Irene y Nagasaki

La Razón / Álex Navajas

Acabo de terminar de leer un libro sobre el 60 aniversario del lanzamiento de las bombas atómicas sobre Hiroshima y Nagasaki. De sus páginas me han estremecido especialmente las palabras de un hombre que, en el momento en que el Enola Gay arrojaba su brutal carga sobre las ciudades niponas, apenas contaba diez años. «Desde entonces –rememora ahora– sólo he vivido para odiar a los americanos. Los detesto con toda mi alma». Les confieso que he sentido pena por este superviviente de la masacre. No sólo por haber sido víctima de la guerra, sino –y muy especialmente– porque hace 60 años, a la vez que las bombas atómicas, estallaba otra bomba aún más destructiva en su corazón. Seis décadas alimentando a la bestia terrible y demoledora del odio. Vivir todo ese tiempo masticando y volviendo a masticar el alimento putrefacto del rencor es peor que cualquier secuela física.
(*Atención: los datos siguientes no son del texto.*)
use std::future::Future;
use std::sync::Arc;

use axum::{
    body::Bytes,
    extract::State,
    http::{HeaderMap, StatusCode},
    routing::{get, post},
    Json, Router,
};
use serde_json::{json, Value};
use tokio::net::TcpListener;
use tracing::{error, info, warn};
use unibot_channels::telegram::SECRET_TOKEN_HEADER;
use unibot_channels::TelegramAdapter;
use unibot_core::{Channel, UnibotResult};

use crate::Bot;

/// Builds the HTTP routes for `bot`: `GET /health`, plus the Telegram
/// webhook when Telegram is configured.
pub fn webhook_router(bot: &Bot) -> Router {
    let channels: Vec<&'static str> = bot.channels().into_iter().map(Channel::as_str).collect();
    let mut app = Router::new().route(
        "/health",
        get(move || {
            let channels = channels.clone();
            async move {
                Json(json!({"status": "ok", "service": "unibot", "channels": channels}))
            }
        }),
    );

    if let Ok(telegram) = bot.require_telegram() {
        let path = telegram.webhook_path().to_string();
        info!(path = %path, "Telegram webhook route mounted");
        app = app.merge(
            Router::new()
                .route(&path, post(telegram_webhook))
                .with_state(telegram),
        );
    }

    app
}

/// `POST {webhook_path}` for Telegram.
///
/// The secret header is checked before the body is parsed. Handler failures
/// still answer 200: Telegram redelivers anything else, which would rerun
/// the handlers that already succeeded.
async fn telegram_webhook(
    State(adapter): State<Arc<TelegramAdapter>>,
    headers: HeaderMap,
    body: Bytes,
) -> (StatusCode, Json<Value>) {
    let secret = headers
        .get(SECRET_TOKEN_HEADER)
        .and_then(|v| v.to_str().ok());
    if !adapter.verify_secret(secret) {
        warn!("Telegram webhook secret validation failed");
        return (
            StatusCode::UNAUTHORIZED,
            Json(json!({"ok": false, "error": "invalid secret"})),
        );
    }

    let update: Value = match serde_json::from_slice(&body) {
        Ok(update) => update,
        Err(e) => {
            warn!(error = %e, "Telegram webhook body is not JSON");
            return (
                StatusCode::BAD_REQUEST,
                Json(json!({"ok": false, "error": "invalid JSON body"})),
            );
        }
    };

    match adapter.handle_update(update).await {
        Ok(()) => (StatusCode::OK, Json(json!({"ok": true}))),
        Err(e) => {
            error!(error = %e, "Telegram update handling failed");
            (
                StatusCode::OK,
                Json(json!({"ok": false, "error": e.to_string()})),
            )
        }
    }
}

/// Serves [`webhook_router`] on `addr` until `shutdown` resolves.
pub async fn serve(
    bot: &Bot,
    addr: &str,
    shutdown: impl Future<Output = ()> + Send + 'static,
) -> UnibotResult<()> {
    let app = webhook_router(bot);
    let listener = TcpListener::bind(addr).await?;
    info!(addr = %listener.local_addr()?, "Webhook server listening");

    axum::serve(listener, app)
        .with_graceful_shutdown(shutdown)
        .await?;
    Ok(())
}
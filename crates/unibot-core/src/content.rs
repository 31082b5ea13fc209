use serde::{Deserialize, Serialize};
use std::fmt;

/// Primary payload of an outbound message.
///
/// Exactly one variant per message. Video, audio and file are declared in
/// [`ContentKind`] for capability tables but have no variant yet.
#[derive(Debug, Clone, PartialEq, Eq, Serialize, Deserialize)]
#[serde(tag = "type", rename_all = "lowercase")]
pub enum Content {
    /// Plain text.
    Text {
        /// The text to send.
        text: String,
    },
    /// An image referenced by URL, with an optional caption.
    Image {
        /// Publicly reachable image URL.
        url: String,
        /// Caption shown with the image.
        #[serde(default, skip_serializing_if = "Option::is_none")]
        caption: Option<String>,
    },
}

impl Content {
    /// Text content.
    pub fn text(text: impl Into<String>) -> Self {
        Content::Text { text: text.into() }
    }

    /// Image content without a caption.
    pub fn image(url: impl Into<String>) -> Self {
        Content::Image {
            url: url.into(),
            caption: None,
        }
    }

    /// Image content with a caption.
    pub fn image_with_caption(url: impl Into<String>, caption: impl Into<String>) -> Self {
        Content::Image {
            url: url.into(),
            caption: Some(caption.into()),
        }
    }

    /// The kind of this content.
    pub fn kind(&self) -> ContentKind {
        match self {
            Content::Text { .. } => ContentKind::Text,
            Content::Image { .. } => ContentKind::Image,
        }
    }
}

/// Every content kind a channel may declare support for.
#[derive(Debug, Clone, Copy, PartialEq, Eq, Hash, Serialize, Deserialize)]
#[serde(rename_all = "lowercase")]
pub enum ContentKind {
    /// Plain text.
    Text,
    /// Still image.
    Image,
    /// Video clip.
    Video,
    /// Audio clip.
    Audio,
    /// Arbitrary file attachment.
    File,
}

impl fmt::Display for ContentKind {
    fn fmt(&self, f: &mut fmt::Formatter<'_>) -> fmt::Result {
        let name = match self {
            ContentKind::Text => "text",
            ContentKind::Image => "image",
            ContentKind::Video => "video",
            ContentKind::Audio => "audio",
            ContentKind::File => "file",
        };
        f.write_str(name)
    }
}

#[cfg(test)]
#[allow(clippy::unwrap_used, clippy::expect_used)]
mod tests {
    use super::*;

    #[test]
    fn test_content_is_tagged_by_type() {
        let json = serde_json::to_value(Content::image_with_caption("https://x/y.png", "hi")).unwrap();
        assert_eq!(json["type"], "image");
        assert_eq!(json["caption"], "hi");

        let text: Content = serde_json::from_str(r#"{"type":"text","text":"hello"}"#).unwrap();
        assert_eq!(text, Content::text("hello"));
    }

    #[test]
    fn test_unknown_content_type_is_rejected() {
        let res = serde_json::from_str::<Content>(r#"{"type":"video","url":"x"}"#);
        assert!(res.is_err());
    }
}
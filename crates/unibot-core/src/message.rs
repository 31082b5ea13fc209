use serde::{Deserialize, Serialize};

use crate::{Button, Content, MessageComponent, UnibotError, UnibotResult};

/// Canonical outbound message: optional content plus an ordered list of
/// components.
///
/// A message with neither is allowed by the model; renderers decide what to
/// do with it.
#[derive(Debug, Clone, Default, PartialEq, Eq, Serialize, Deserialize)]
pub struct Message {
    /// Primary payload.
    #[serde(default, skip_serializing_if = "Option::is_none")]
    pub content: Option<Content>,
    /// Interactive components, in display order.
    #[serde(default, skip_serializing_if = "Vec::is_empty")]
    pub components: Vec<MessageComponent>,
}

impl Message {
    /// A text-only message.
    pub fn text(text: impl Into<String>) -> Self {
        Self {
            content: Some(Content::text(text)),
            components: Vec::new(),
        }
    }

    /// A message carrying `content` and no components.
    pub fn with_content(content: Content) -> Self {
        Self {
            content: Some(content),
            components: Vec::new(),
        }
    }

    /// Appends a button.
    pub fn button(mut self, button: Button) -> Self {
        self.components.push(MessageComponent::Button(button));
        self
    }

    /// Appends several buttons, keeping their order.
    pub fn buttons(mut self, buttons: impl IntoIterator<Item = Button>) -> Self {
        self.components
            .extend(buttons.into_iter().map(MessageComponent::Button));
        self
    }

    /// Whether the message has neither content nor components.
    pub fn is_empty(&self) -> bool {
        self.content.is_none() && self.components.is_empty()
    }
}

/// A button in the legacy flat message shape.
#[derive(Debug, Clone, PartialEq, Eq, Serialize, Deserialize)]
pub struct LegacyButton {
    /// Callback payload.
    pub id: String,
    /// Displayed text.
    pub label: String,
}

/// Legacy flat outbound message shape, kept so older handler code keeps
/// working. Convert with `Message::from`.
#[derive(Debug, Clone, PartialEq, Eq, Serialize, Deserialize)]
#[serde(tag = "type", rename_all = "lowercase")]
pub enum OutgoingMessage {
    /// Text only.
    Text {
        /// The text.
        text: String,
    },
    /// Image with optional caption.
    Image {
        /// Image URL.
        url: String,
        /// Caption.
        #[serde(default)]
        caption: Option<String>,
    },
    /// Text followed by a list of callback buttons.
    Buttons {
        /// Prompt text; empty means no content.
        #[serde(default)]
        text: String,
        /// Buttons in display order.
        buttons: Vec<LegacyButton>,
    },
}

impl OutgoingMessage {
    /// Parses a legacy message from JSON.
    ///
    /// An unrecognized `type` tag yields [`UnibotError::UnknownVariant`]
    /// rather than a generic JSON error.
    pub fn from_json(value: &serde_json::Value) -> UnibotResult<Self> {
        let tag = value
            .get("type")
            .and_then(serde_json::Value::as_str)
            .unwrap_or_default();
        match tag {
            "text" | "image" | "buttons" => Ok(serde_json::from_value(value.clone())?),
            other => Err(UnibotError::UnknownVariant(format!(
                "message type '{other}'"
            ))),
        }
    }
}

impl From<OutgoingMessage> for Message {
    fn from(msg: OutgoingMessage) -> Self {
        match msg {
            OutgoingMessage::Text { text } => Message::text(text),
            OutgoingMessage::Image { url, caption } => {
                Message::with_content(Content::Image { url, caption })
            }
            OutgoingMessage::Buttons { text, buttons } => Message {
                content: (!text.is_empty()).then(|| Content::text(text)),
                components: buttons
                    .into_iter()
                    .map(|b| MessageComponent::Button(Button::new(b.id, b.label)))
                    .collect(),
            },
        }
    }
}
Tras leer este amargo testimonio, me ha venido a la mente otro completamente opuesto. Apenas era una niña cuando una bomba de Eta le arrancó una pierna y varios dedos de las manos a Irene Villa. Unos meses después del atentado, su madre, también mutilada, se sentó en la cama del hospital junto a ella y, cargada de coraje y de sentido común, le planteó: «Irene, tenemos dos opciones. La primera es vivir siempre amargadas, sufriendo, maldiciendo a quienes nos han hecho esto y encerrarnos a llorar. La segunda es mirar hacia delante y luchar con valor y optimismo por recuperar nuestras vidas». La respuesta de Irene fue acorde con el aplomo que ha demostrado desde entonces: «Mamá, elijo lo segundo. Decido que mi vida empieza aquí. Que he nacido sin piernas».

Hacen falta muchas Irene Villa en la sociedad que, en vez de hurgar en la herida del odio, los miedos y los complejos pasados, nos enseñen que vale la pena esa mirada al futuro que rebose de optimismo hasta los bordes.